Stored records:
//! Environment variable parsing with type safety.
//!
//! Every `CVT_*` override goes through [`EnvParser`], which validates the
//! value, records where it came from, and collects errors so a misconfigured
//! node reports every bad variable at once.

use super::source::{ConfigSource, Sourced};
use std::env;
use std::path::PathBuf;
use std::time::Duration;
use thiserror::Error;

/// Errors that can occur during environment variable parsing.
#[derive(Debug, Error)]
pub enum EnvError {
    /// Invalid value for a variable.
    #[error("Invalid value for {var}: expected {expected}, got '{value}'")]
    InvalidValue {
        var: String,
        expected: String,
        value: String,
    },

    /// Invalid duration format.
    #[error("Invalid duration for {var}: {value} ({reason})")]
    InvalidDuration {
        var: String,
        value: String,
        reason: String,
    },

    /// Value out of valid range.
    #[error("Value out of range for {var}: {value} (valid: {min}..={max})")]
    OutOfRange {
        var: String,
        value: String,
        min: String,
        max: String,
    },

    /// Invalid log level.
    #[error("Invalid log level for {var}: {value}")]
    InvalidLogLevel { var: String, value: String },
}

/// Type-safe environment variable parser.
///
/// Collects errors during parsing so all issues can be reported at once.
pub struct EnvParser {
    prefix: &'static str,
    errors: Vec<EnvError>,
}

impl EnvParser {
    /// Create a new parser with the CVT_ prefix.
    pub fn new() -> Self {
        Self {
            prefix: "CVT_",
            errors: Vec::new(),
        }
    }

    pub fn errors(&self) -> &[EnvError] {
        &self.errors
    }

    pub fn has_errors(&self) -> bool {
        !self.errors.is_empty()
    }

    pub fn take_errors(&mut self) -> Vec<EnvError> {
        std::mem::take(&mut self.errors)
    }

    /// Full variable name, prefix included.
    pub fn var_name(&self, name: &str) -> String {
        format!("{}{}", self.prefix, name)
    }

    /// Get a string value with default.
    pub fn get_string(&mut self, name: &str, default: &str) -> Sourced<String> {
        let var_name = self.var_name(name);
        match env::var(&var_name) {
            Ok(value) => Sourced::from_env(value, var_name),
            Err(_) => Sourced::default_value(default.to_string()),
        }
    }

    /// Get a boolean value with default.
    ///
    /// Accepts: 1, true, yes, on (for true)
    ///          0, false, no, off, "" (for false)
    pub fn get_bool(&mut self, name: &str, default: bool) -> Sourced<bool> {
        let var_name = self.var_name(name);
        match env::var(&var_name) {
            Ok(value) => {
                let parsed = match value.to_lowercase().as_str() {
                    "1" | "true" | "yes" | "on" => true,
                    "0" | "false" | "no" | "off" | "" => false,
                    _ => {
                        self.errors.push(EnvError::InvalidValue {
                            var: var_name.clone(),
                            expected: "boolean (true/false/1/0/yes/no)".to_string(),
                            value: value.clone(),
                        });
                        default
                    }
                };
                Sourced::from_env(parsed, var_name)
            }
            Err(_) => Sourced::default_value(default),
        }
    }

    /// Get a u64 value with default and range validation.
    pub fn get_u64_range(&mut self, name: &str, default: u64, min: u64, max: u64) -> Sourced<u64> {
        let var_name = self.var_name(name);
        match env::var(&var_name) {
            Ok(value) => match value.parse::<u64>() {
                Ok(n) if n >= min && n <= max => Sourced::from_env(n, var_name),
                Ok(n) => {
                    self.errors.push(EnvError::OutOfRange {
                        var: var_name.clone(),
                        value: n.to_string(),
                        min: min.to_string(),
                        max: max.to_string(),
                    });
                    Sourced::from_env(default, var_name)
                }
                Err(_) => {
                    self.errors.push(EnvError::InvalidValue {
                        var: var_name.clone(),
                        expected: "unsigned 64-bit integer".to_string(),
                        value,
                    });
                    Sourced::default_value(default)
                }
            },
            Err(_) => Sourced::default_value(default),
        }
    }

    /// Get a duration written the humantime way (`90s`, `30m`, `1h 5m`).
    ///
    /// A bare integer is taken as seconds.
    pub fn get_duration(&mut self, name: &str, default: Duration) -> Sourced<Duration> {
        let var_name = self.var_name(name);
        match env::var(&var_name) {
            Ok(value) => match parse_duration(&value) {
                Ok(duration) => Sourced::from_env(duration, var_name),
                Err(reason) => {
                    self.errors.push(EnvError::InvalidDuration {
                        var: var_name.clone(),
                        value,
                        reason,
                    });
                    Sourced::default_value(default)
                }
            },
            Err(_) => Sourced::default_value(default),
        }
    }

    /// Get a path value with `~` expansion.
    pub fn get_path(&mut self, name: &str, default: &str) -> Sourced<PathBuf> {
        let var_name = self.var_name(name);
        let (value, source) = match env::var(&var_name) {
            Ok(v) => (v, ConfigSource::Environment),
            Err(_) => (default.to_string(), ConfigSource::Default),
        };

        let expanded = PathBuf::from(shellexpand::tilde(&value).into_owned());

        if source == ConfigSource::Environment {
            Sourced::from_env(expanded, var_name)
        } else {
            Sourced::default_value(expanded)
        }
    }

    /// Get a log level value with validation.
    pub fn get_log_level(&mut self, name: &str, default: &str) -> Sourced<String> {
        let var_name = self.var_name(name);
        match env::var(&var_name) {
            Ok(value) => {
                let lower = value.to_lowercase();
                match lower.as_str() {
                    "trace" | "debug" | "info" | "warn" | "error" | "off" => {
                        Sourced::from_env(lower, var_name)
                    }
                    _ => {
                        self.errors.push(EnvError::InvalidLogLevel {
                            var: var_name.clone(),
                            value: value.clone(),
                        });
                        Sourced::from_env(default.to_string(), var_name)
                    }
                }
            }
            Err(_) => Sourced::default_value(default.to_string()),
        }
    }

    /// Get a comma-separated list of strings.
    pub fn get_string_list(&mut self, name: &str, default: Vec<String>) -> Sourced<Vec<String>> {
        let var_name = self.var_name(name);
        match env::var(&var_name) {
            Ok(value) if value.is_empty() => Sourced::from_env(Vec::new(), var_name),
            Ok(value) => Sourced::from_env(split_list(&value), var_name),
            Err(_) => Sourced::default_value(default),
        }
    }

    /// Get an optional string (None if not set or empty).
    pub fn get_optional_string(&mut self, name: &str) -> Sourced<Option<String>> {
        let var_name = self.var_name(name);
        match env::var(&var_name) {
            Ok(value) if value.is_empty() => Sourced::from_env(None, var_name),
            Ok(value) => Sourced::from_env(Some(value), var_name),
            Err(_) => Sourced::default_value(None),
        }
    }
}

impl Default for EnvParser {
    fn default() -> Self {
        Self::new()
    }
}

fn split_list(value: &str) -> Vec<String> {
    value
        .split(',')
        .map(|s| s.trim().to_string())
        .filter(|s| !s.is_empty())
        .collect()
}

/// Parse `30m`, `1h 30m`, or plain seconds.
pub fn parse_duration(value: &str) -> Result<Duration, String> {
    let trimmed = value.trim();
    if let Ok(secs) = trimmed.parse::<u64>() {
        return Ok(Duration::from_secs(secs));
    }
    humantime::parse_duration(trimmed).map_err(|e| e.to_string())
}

--

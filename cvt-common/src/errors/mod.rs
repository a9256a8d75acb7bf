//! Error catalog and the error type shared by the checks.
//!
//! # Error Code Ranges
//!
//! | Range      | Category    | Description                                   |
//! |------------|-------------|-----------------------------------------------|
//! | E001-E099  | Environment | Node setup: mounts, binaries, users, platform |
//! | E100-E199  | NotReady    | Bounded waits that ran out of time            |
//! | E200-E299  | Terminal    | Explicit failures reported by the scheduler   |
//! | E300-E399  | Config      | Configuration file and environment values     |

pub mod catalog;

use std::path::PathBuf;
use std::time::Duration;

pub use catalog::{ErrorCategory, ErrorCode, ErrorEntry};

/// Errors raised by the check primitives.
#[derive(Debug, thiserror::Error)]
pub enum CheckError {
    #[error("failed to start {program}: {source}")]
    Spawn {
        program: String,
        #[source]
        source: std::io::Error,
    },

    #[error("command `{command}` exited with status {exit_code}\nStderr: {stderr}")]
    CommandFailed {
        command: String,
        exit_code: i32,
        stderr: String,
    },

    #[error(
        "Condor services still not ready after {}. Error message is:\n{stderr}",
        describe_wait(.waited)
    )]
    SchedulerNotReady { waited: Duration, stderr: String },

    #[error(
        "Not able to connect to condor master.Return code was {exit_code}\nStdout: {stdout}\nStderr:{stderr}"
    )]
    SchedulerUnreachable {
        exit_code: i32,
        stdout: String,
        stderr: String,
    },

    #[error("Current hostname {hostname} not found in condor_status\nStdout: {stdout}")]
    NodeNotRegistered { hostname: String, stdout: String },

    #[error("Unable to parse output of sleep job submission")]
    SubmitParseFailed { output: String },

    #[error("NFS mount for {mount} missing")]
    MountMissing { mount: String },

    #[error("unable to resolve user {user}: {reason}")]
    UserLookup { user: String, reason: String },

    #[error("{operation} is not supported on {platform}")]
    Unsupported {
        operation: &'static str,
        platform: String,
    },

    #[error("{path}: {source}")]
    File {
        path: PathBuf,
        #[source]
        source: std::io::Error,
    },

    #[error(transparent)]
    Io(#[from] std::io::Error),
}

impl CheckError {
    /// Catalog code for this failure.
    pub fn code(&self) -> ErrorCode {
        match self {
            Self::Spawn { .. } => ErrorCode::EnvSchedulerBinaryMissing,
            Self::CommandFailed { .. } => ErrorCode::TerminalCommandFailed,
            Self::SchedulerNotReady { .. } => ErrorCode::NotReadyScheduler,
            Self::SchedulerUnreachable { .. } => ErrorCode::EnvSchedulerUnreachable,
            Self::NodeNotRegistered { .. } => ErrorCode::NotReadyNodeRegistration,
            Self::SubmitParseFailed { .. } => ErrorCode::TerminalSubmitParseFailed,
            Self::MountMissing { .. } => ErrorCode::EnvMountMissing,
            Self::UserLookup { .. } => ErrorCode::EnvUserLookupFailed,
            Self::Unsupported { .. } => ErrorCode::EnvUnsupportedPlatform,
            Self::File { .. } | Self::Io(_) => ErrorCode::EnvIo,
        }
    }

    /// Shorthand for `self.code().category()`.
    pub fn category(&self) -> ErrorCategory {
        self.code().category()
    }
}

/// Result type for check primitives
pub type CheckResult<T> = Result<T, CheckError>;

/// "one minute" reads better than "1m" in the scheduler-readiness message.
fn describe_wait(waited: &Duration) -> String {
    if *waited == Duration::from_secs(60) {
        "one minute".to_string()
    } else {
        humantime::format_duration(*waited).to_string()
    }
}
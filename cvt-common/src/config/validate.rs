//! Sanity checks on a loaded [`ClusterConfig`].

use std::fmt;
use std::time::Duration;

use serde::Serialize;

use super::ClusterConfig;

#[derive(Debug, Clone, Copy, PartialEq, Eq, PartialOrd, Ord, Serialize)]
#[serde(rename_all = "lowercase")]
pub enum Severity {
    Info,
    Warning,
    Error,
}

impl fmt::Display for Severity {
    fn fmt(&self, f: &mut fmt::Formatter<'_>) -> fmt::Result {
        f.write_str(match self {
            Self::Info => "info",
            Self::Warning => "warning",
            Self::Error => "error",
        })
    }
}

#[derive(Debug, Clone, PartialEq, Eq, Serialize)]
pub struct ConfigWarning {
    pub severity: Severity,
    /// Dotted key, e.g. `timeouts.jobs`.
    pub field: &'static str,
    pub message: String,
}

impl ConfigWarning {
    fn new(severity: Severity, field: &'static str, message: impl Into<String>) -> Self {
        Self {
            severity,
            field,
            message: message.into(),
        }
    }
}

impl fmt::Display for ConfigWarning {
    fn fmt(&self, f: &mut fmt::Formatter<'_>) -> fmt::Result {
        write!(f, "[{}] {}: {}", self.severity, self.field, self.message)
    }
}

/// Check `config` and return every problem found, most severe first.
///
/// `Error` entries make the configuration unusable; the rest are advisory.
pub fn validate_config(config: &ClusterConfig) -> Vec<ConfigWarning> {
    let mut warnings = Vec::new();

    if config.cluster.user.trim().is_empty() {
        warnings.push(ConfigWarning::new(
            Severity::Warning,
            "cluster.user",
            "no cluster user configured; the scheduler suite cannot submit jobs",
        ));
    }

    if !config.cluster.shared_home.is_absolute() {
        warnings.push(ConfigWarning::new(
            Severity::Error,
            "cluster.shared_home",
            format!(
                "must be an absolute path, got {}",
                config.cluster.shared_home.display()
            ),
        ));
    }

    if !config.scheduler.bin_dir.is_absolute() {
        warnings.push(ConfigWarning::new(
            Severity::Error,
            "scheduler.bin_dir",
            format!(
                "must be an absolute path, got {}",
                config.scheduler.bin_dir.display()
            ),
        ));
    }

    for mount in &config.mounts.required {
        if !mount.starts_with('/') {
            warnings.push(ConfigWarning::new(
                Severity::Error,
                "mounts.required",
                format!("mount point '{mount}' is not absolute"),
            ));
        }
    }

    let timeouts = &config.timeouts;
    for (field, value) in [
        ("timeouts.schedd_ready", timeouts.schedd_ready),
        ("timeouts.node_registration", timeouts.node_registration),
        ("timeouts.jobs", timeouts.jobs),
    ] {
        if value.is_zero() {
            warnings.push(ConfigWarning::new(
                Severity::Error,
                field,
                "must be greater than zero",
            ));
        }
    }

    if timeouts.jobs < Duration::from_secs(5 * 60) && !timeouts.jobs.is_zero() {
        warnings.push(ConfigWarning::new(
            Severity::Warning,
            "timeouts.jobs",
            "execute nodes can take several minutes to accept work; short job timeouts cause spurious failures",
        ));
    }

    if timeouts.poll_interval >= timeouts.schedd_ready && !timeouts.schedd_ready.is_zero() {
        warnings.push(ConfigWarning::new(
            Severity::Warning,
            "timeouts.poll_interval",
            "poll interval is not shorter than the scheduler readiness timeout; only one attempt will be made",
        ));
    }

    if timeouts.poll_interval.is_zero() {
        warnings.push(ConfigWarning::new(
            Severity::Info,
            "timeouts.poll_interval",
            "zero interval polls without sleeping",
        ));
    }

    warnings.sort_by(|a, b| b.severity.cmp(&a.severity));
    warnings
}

---

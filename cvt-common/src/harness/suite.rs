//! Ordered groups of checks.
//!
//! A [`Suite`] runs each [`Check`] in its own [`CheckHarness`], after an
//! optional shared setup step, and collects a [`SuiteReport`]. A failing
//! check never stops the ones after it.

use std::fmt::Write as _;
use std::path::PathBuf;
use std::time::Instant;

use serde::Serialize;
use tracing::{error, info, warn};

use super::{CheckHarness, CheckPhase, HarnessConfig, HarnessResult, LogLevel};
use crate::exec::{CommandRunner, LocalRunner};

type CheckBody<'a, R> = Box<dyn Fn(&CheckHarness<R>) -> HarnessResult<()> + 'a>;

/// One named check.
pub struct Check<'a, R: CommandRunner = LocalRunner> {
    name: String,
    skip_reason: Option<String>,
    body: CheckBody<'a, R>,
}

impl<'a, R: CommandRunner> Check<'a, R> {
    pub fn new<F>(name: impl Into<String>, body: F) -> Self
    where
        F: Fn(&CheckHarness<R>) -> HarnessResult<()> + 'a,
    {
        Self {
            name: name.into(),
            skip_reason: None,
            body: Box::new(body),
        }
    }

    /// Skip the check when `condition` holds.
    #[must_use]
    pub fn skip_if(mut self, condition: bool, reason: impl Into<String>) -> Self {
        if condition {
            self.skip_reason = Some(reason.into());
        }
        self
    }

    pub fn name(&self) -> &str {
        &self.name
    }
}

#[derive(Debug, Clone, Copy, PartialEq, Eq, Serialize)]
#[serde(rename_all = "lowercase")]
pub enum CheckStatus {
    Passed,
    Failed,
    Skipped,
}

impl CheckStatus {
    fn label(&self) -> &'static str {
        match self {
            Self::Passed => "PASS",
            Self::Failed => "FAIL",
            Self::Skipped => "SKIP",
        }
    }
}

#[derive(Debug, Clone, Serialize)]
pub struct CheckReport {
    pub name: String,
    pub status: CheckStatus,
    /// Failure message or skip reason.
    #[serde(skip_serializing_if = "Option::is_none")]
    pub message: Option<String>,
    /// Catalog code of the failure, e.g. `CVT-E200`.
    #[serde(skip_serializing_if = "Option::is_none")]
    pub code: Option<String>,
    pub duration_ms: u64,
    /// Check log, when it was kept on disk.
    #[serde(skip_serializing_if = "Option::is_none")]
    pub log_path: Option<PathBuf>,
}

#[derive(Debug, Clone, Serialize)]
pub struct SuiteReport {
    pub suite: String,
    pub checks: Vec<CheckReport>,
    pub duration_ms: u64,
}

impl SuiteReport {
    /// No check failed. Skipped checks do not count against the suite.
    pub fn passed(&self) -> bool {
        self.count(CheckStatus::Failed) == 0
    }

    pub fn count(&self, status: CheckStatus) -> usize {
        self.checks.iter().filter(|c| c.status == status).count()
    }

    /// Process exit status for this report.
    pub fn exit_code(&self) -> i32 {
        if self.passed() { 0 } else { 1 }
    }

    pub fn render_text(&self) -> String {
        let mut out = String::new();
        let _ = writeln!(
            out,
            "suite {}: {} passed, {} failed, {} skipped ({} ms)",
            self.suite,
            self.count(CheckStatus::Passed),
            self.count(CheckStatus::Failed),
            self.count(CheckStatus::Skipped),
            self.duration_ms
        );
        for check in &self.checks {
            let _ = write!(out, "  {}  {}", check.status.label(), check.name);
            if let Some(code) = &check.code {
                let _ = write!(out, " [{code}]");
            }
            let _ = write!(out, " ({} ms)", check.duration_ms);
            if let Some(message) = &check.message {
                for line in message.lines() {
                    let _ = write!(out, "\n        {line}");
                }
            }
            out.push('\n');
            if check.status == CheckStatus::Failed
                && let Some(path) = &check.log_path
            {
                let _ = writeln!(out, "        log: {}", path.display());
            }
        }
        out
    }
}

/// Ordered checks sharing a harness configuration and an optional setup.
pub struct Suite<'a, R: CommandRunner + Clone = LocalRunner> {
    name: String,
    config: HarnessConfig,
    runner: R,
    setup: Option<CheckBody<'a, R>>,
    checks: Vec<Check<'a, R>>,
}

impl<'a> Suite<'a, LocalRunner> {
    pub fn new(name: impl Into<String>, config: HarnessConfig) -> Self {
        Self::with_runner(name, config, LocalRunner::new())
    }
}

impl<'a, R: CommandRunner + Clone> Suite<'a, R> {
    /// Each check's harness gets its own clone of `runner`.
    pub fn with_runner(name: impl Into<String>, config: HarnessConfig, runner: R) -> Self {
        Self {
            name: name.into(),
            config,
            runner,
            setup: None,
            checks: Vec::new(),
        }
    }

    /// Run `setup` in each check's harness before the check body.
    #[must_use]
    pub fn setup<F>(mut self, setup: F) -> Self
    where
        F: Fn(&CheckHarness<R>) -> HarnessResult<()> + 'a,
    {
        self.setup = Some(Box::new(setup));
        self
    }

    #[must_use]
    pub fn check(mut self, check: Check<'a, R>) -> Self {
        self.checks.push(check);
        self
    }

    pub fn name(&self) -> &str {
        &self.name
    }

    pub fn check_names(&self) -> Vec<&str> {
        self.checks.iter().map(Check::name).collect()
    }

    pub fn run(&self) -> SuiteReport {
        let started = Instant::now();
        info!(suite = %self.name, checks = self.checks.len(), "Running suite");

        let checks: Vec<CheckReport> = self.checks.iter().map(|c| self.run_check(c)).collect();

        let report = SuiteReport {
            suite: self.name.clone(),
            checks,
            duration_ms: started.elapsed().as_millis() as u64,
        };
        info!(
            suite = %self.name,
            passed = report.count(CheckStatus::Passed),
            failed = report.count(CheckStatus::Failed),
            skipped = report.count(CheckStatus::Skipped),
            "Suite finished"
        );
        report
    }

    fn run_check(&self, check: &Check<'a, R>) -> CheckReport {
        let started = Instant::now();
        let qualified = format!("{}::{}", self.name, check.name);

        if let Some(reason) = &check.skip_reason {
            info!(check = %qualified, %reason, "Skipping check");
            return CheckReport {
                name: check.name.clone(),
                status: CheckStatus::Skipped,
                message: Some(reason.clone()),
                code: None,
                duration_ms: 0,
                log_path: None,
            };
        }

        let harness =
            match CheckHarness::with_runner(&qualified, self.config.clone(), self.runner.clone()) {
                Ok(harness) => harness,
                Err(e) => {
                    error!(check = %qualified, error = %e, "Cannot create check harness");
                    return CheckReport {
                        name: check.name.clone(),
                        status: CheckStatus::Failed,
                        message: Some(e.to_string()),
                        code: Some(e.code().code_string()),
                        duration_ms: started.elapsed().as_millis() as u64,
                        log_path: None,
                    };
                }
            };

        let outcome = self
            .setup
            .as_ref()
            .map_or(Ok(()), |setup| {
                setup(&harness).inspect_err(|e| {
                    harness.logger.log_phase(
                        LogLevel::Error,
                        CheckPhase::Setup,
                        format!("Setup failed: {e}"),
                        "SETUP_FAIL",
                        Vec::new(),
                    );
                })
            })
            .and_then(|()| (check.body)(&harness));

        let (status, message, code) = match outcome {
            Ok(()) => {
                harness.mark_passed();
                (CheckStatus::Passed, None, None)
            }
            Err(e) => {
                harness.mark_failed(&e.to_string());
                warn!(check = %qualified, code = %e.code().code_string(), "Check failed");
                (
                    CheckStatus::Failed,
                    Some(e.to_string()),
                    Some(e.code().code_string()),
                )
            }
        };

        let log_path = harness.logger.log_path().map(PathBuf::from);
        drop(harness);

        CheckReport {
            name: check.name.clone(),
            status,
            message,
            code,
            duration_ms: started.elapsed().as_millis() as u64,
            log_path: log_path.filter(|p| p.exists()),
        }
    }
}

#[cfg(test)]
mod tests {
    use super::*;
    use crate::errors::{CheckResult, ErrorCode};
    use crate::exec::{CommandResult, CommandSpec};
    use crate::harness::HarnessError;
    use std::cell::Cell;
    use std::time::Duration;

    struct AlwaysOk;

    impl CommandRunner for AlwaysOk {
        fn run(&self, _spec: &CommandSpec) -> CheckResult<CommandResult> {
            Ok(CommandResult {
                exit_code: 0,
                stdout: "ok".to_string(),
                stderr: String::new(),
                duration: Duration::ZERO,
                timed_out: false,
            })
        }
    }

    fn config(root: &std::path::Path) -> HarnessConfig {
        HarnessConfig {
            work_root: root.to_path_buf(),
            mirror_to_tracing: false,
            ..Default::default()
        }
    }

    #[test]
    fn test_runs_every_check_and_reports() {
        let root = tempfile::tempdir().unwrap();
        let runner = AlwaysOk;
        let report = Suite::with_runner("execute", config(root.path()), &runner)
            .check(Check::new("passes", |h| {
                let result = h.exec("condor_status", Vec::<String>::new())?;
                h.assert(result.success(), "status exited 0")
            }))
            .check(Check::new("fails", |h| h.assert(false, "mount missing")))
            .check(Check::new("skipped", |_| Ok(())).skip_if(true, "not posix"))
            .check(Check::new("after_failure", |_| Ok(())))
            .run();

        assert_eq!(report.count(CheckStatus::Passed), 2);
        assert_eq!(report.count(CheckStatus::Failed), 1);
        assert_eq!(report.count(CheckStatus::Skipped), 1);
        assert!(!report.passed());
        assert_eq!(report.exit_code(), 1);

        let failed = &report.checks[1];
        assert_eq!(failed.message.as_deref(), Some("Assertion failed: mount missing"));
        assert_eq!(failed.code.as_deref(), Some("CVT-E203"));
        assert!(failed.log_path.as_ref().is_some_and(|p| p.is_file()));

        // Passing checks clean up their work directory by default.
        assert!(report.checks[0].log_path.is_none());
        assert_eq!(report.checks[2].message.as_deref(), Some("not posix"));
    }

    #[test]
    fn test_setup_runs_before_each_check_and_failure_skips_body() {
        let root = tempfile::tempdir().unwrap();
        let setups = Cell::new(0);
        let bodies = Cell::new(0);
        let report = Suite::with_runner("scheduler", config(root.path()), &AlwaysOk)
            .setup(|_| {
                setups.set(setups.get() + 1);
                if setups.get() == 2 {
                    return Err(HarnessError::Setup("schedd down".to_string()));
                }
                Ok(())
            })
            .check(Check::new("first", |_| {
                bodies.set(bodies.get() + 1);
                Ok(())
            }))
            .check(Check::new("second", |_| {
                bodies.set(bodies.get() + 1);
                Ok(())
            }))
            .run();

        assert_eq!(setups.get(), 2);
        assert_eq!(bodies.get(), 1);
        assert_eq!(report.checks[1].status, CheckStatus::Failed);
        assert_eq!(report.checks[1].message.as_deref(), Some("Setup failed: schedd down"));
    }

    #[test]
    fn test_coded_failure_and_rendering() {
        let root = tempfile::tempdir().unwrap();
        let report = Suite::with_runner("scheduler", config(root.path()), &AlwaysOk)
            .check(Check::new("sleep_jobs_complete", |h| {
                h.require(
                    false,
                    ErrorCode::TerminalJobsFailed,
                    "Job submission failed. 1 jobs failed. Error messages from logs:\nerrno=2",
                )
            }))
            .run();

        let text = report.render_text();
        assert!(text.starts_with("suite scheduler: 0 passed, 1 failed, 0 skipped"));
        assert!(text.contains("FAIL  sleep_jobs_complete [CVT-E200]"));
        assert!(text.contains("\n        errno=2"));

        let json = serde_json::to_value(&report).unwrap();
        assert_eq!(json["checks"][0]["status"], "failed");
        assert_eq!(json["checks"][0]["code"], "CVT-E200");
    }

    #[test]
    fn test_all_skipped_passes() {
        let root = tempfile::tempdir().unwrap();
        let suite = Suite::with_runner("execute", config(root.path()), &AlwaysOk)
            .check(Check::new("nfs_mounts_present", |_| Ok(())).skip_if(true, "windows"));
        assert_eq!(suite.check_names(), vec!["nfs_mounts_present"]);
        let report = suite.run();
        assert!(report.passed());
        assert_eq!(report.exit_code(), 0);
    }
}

- [WHAT YOU ARE ASKED TO DO]: Wherever the string "failures" occurs in the data, copy the line that holds it.

- [RESPONSE BOX]:
//! | E200-E299  | Terminal    | Explicit failures reported by the scheduler   |
            "execute nodes can take several minutes to accept work; short job timeouts cause spurious failures",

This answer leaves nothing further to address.